Irene Yeu

  • March 6, 2018

Meet Irene Yeu (10), who’s been fencing competitively at national and international levels. Although it’s only her fourth year now, she has managed to make a name for herself in the fencing realm.

“I got started in fencing when I just decided to try out a class for fun and ended up really enjoying it,” said Irene.

At her most recent competition on January 28th in Krakow, Poland, she received 9th place in her age division of 16 and under. Known as the European Cadet Circuit, or World Cup, this annual tournament had 436 participants from 35 different countries.

“It was really fun because you go with a bunch of other people from the U.S. and get to bond with them, not only through fencing, but in other activities like team dinner and sightseeing as well,” commented Irene about her recent trip to Poland.

In order to qualify for internationals, the player must be in the top twenty of the nation, points wise.

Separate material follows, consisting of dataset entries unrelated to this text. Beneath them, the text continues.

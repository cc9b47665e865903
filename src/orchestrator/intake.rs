//! 任务受理校验 - 编排层
//!
//! 在创建任务之前完成所有"可以立即拒绝"的检查：
//! URL 格式、分析类型、自定义提示词是否可用。

use reqwest::Url;
use tracing::warn;

use crate::error::{AppError, AppResult};
use crate::models::{AnalysisType, CategoryPrompt};
use crate::services::PromptCatalog;

/// 提交选项
#[derive(Debug, Clone, Default)]
pub struct SubmitOptions {
    /// `custom` 分析使用的模板 id
    pub custom_prompt_id: Option<String>,
}

impl SubmitOptions {
    pub fn custom(prompt_id: impl Into<String>) -> Self {
        Self {
            custom_prompt_id: Some(prompt_id.into()),
        }
    }
}

/// 通过校验的提交
#[derive(Debug, Clone)]
pub struct Intake {
    pub url: Url,
    pub analysis_type: AnalysisType,
    /// 按展示顺序排列，受理时捕获的副本
    pub prompts: Vec<CategoryPrompt>,
    pub custom_prompt_id: Option<String>,
}

/// 校验目标 URL：格式正确、http/https、有主机名
pub fn validate_url(raw: &str) -> AppResult<Url> {
    let raw = raw.trim();
    let url = Url::parse(raw).map_err(|e| AppError::Validation(format!("URL 格式错误 '{}': {}", raw, e)))?;
    if !matches!(url.scheme(), "http" | "https") {
        return Err(AppError::Validation(format!(
            "只支持 http/https，实际为 {}",
            url.scheme()
        )));
    }
    match url.host_str() {
        Some(host) if !host.is_empty() => Ok(url),
        _ => Err(AppError::Validation(format!("URL 缺少主机名: {}", raw))),
    }
}

/// 解析分析类型
///
/// 未知类型但带了自定义模板 id 时按 `custom` 处理；
/// 非 custom 类型带了模板 id 时忽略该 id。
pub fn resolve_analysis_type(
    raw: &str,
    custom_prompt_id: Option<&str>,
) -> AppResult<(AnalysisType, Option<String>)> {
    let custom_id = custom_prompt_id
        .map(str::trim)
        .filter(|id| !id.is_empty())
        .map(str::to_string);

    match (AnalysisType::parse(raw), custom_id) {
        (Some(AnalysisType::Custom), id) => Ok((AnalysisType::Custom, id)),
        (Some(other), Some(id)) => {
            warn!("分析类型 {} 不使用自定义模板，忽略 {}", other, id);
            Ok((other, None))
        }
        (Some(other), None) => Ok((other, None)),
        (None, Some(id)) => {
            warn!("未知的分析类型 '{}'，按 custom 处理（模板 {}）", raw, id);
            Ok((AnalysisType::Custom, Some(id)))
        }
        (None, None) => Err(AppError::Validation(format!(
            "未知的分析类型: '{}'",
            raw
        ))),
    }
}

/// 完成全部受理校验
pub fn prepare(
    catalog: &PromptCatalog,
    url: &str,
    analysis_type: &str,
    options: &SubmitOptions,
) -> AppResult<Intake> {
    let url = validate_url(url)?;
    let (analysis_type, custom_prompt_id) =
        resolve_analysis_type(analysis_type, options.custom_prompt_id.as_deref())?;
    let prompts = catalog.resolve_prompts(analysis_type, custom_prompt_id.as_deref())?;

    Ok(Intake {
        url,
        analysis_type,
        prompts,
        custom_prompt_id,
    })
}
//! 编排层（Orchestration Layer）
//!
//! ## 职责
//!
//! 本层负责任务受理和流程调度，是整个系统的"指挥中心"。
//!
//! ## 模块划分
//!
//! ### `audit_service` - 审计服务
//! - 受理任务（submit）、查询（get_status）、取消（cancel）
//! - 等待终态（wait）、生成报告（report）
//! - 维护进行中任务的登记表
//!
//! ### `job_processor` - 单个任务处理器
//! - 状态机 `queued → running → 终态`
//! - 一次页面快照，按类别并发分发（Semaphore）
//! - 截止时间与协作式取消
//! - 汇总并写入存储
//!
//! ### `intake` - 受理校验
//! - URL、分析类型、自定义模板
//!
//! ## 层次关系
//!
//! ```text
//! audit_service (处理 Vec<Job>)
//!     ↓
//! job_processor (处理 Vec<Category>)
//!     ↓
//! workflow::CategoryFlow (处理单个 Category)
//!     ↓
//! services (能力层：extract / score / aggregate / persist)
//!     ↓
//! infrastructure + browser (JsExecutor、worker 池)
//! ```

pub mod audit_service;
pub mod intake;
pub mod job_processor;

// 重新导出主要类型
pub use audit_service::AuditService;
pub use intake::SubmitOptions;
pub use job_processor::{PipelineContext, PipelineSettings};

There are three types of fencing: Epee, Foil, and Saber. Irene, who specializes in Epee, explained, “Basically, how the tournament works is that you participate in pools, which is where you are divided up into groups based off of your seeding from previous tournaments. It’s sort of a like a round-robin format.” First, you fence five touches with everyone in that pool, which is when the opponent is hit with the point of the sword, and based on these pool results is how you are seeded. After that is DE’s (Direct Elimination) where you fence to 15 touches and the losing fencer is eliminated from the tournament.

Because fencing is such a demanding sport, Irene devotes a large portion of her time practicing everyday after school, as well as on the weekends.

When asked if she wants to continue fencing in college, she replied,“I’ll probably still fence a little in college because I want to be recruited, but the colleges I want to go to place school over fencing.”

Looking forward, she will soon compete in the Junior Olympics which will take place in Memphis and do her best to make the world team. Irene is hopeful to advance with her fencing and to make the LCHS community proud of her in the near future.